> TASK DETAILS
Repeat the entries below exactly. Begin with the first line and end with the line that contains "field has a".
------------------------------------------------------------------------
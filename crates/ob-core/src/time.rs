//! Simulation time model.
//!
//! # Design
//!
//! Time is a monotonically increasing `Tick` counter.  One tick is one game
//! frame; at the default rate of 60 ticks per second:
//!
//!   seconds = ticks / ticks_per_second
//!
//! Difficulty is a pure function of the tick counter:
//!
//!   difficulty = 1 + floor(tick / difficulty_step_ticks)
//!
//! With the default step of 3 600 ticks the difficulty rises once per
//! simulated minute.

use std::fmt;

use crate::{ObError, ObResult};

/// Frames per simulated second.
pub const DEFAULT_TICKS_PER_SECOND: u32 = 60;

/// Ticks between difficulty increments (one simulated minute at 60 Hz).
pub const DEFAULT_DIFFICULTY_STEP_TICKS: u64 = 60 * 60;

// ── Tick ─────────────────────────────────────────────────────────────────────

/// An absolute simulation tick counter.
#[derive(Copy, Clone, PartialEq, Eq, PartialOrd, Ord, Hash, Debug, Default)]
#[cfg_attr(feature = "serde", derive(serde::Serialize, serde::Deserialize))]
#[cfg_attr(feature = "serde", serde(transparent))]
pub struct Tick(pub u64);

impl Tick {
    pub const ZERO: Tick = Tick(0);

    /// Return the tick `n` steps after `self`.
    #[inline]
    pub fn offset(self, n: u64) -> Tick {
        Tick(self.0 + n)
    }

    /// Ticks elapsed from `earlier` to `self`, or `None` if `earlier` is
    /// later than `self`.
    #[inline]
    pub fn checked_since(self, earlier: Tick) -> Option<u64> {
        self.0.checked_sub(earlier.0)
    }
}

impl std::ops::Add<u64> for Tick {
    type Output = Tick;
    #[inline]
    fn add(self, rhs: u64) -> Tick {
        Tick(self.0 + rhs)
    }
}

impl fmt::Display for Tick {
    fn fmt(&self, f: &mut fmt::Formatter<'_>) -> fmt::Result {
        write!(f, "T{}", self.0)
    }
}

// ── SimConfig ─────────────────────────────────────────────────────────────────

/// Simulator configuration.
///
/// Typically embedded in the application's TOML config; every field has a
/// default so a partial table only overrides what it names.
#[derive(Clone, Debug, PartialEq)]
#[cfg_attr(feature = "serde", derive(serde::Serialize, serde::Deserialize))]
#[cfg_attr(feature = "serde", serde(default))]
pub struct SimConfig {
    /// Frames per simulated second.  Default: 60.
    pub ticks_per_second: u32,

    /// Ticks between difficulty increments.  Default: 3600.
    pub difficulty_step_ticks: u64,

    /// Master RNG seed.  Each run's RNG is derived from this seed and the
    /// run's index, so the same seed reproduces the same sequence of runs.
    pub seed: u64,
}

impl Default for SimConfig {
    fn default() -> Self {
        Self {
            ticks_per_second:      DEFAULT_TICKS_PER_SECOND,
            difficulty_step_ticks: DEFAULT_DIFFICULTY_STEP_TICKS,
            seed:                  42,
        }
    }
}

impl SimConfig {
    /// Reject configurations that would divide by zero.
    pub fn validate(&self) -> ObResult<()> {
        if self.ticks_per_second == 0 {
            return Err(ObError::Config("ticks_per_second must be > 0".into()));
        }
        if self.difficulty_step_ticks == 0 {
            return Err(ObError::Config("difficulty_step_ticks must be > 0".into()));
        }
        Ok(())
    }

    /// Difficulty level in effect at `tick`.
    #[inline]
    pub fn difficulty_at(&self, tick: Tick) -> u32 {
        let step = self.difficulty_step_ticks.max(1);
        1 + (tick.0 / step) as u32
    }

    /// Convert a tick count to simulated seconds.
    #[inline]
    pub fn seconds(&self, ticks: u64) -> f64 {
        ticks as f64 / self.ticks_per_second.max(1) as f64
    }

    /// How many ticks span `secs` seconds (rounded to the nearest tick).
    #[inline]
    pub fn ticks_for_secs(&self, secs: f64) -> u64 {
        (secs * self.ticks_per_second as f64).round().max(0.0) as u64
    }
}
------------------------------------------------------------------------
> THE ANSWER
filename crates/ob-core/src/time.rs
//! Simulation time model.
//!
//! # Design
//!
//! Time is a monotonically increasing `Tick` counter.  One tick is one game
//! frame; at the default rate of 60 ticks per second:
//!
//!   seconds = ticks / ticks_per_second
//!
//! Difficulty is a pure function of the tick counter:
//!
//!   difficulty = 1 + floor(tick / difficulty_step_ticks)
//!
//! With the default step of 3 600 ticks the difficulty rises once per
//! simulated minute.

use std::fmt;

use crate::{ObError, ObResult};

/// Frames per simulated second.
pub const DEFAULT_TICKS_PER_SECOND: u32 = 60;

/// Ticks between difficulty increments (one simulated minute at 60 Hz).
pub const DEFAULT_DIFFICULTY_STEP_TICKS: u64 = 60 * 60;

// ── Tick ─────────────────────────────────────────────────────────────────────

/// An absolute simulation tick counter.
#[derive(Copy, Clone, PartialEq, Eq, PartialOrd, Ord, Hash, Debug, Default)]
#[cfg_attr(feature = "serde", derive(serde::Serialize, serde::Deserialize))]
#[cfg_attr(feature = "serde", serde(transparent))]
pub struct Tick(pub u64);

impl Tick {
    pub const ZERO: Tick = Tick(0);

    /// Return the tick `n` steps after `self`.
    #[inline]
    pub fn offset(self, n: u64) -> Tick {
        Tick(self.0 + n)
    }

    /// Ticks elapsed from `earlier` to `self`, or `None` if `earlier` is
    /// later than `self`.
    #[inline]
    pub fn checked_since(self, earlier: Tick) -> Option<u64> {
        self.0.checked_sub(earlier.0)
    }
}

impl std::ops::Add<u64> for Tick {
    type Output = Tick;
    #[inline]
    fn add(self, rhs: u64) -> Tick {
        Tick(self.0 + rhs)
    }
}

impl fmt::Display for Tick {
    fn fmt(&self, f: &mut fmt::Formatter<'_>) -> fmt::Result {
        write!(f, "T{}", self.0)
    }
}

// ── SimConfig ─────────────────────────────────────────────────────────────────

/// Simulator configuration.
///
/// Typically embedded in the application's TOML config; every field has a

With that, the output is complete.